_EXERCISE_
Your answer is the lines below, exactly, from the one that contains "for (account_id, (balance_minor, at))" through the one that contains "for (account_id, (status, at))", both included.

Stored data:
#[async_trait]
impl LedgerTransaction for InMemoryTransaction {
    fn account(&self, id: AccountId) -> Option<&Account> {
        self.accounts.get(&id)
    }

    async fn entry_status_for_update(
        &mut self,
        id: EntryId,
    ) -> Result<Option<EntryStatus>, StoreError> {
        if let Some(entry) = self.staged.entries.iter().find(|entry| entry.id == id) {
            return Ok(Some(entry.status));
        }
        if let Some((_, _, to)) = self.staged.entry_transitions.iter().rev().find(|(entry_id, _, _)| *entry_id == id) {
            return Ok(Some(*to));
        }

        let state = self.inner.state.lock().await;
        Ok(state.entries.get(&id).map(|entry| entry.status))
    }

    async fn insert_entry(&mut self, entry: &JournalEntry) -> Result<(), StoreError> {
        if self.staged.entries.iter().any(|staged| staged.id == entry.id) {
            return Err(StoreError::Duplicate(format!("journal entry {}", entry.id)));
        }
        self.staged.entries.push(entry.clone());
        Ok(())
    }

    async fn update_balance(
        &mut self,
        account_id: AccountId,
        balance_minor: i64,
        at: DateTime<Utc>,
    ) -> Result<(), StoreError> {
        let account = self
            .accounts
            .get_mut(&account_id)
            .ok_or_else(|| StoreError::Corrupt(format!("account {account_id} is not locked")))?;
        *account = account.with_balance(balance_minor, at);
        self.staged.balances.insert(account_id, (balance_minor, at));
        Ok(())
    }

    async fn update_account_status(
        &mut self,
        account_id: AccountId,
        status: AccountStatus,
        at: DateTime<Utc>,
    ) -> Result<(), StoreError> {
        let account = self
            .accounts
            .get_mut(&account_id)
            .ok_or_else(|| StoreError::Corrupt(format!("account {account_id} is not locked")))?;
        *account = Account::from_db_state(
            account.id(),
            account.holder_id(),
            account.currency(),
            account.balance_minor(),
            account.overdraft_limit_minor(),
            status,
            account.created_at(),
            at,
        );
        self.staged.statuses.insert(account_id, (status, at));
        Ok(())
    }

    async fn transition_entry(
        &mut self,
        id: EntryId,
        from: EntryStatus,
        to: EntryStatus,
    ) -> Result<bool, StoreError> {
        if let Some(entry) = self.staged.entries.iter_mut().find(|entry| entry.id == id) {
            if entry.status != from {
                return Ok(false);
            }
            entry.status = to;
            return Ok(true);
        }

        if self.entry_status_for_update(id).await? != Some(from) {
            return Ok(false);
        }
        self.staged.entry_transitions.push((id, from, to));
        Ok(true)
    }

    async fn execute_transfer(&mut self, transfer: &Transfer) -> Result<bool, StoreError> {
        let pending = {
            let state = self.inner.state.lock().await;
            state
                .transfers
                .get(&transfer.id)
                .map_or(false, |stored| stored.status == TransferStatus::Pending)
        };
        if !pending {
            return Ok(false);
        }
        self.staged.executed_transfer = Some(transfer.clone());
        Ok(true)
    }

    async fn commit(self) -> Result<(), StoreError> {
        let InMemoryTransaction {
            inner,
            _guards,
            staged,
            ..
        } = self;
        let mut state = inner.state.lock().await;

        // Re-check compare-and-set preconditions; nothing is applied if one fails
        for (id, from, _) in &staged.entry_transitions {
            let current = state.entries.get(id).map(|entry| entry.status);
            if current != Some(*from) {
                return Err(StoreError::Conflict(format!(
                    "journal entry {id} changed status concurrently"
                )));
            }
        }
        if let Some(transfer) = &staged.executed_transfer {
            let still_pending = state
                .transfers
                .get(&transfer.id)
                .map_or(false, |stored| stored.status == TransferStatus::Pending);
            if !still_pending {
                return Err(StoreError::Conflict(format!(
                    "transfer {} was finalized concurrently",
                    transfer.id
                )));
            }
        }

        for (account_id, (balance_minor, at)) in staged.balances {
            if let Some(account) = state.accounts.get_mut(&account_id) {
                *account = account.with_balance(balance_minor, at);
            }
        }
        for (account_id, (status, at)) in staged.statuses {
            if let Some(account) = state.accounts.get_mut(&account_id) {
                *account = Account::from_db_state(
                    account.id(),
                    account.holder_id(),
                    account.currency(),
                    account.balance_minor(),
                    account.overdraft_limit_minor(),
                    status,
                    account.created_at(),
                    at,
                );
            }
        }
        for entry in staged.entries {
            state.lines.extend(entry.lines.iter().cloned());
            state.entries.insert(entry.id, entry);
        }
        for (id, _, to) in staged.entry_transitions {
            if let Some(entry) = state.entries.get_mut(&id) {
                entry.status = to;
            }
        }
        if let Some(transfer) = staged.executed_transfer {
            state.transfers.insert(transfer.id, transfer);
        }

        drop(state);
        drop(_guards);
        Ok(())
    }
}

_RESPONSE AREA_
        for (account_id, (balance_minor, at)) in staged.balances {
            if let Some(account) = state.accounts.get_mut(&account_id) {
                *account = account.with_balance(balance_minor, at);
            }
        }
        for (account_id, (status, at)) in staged.statuses {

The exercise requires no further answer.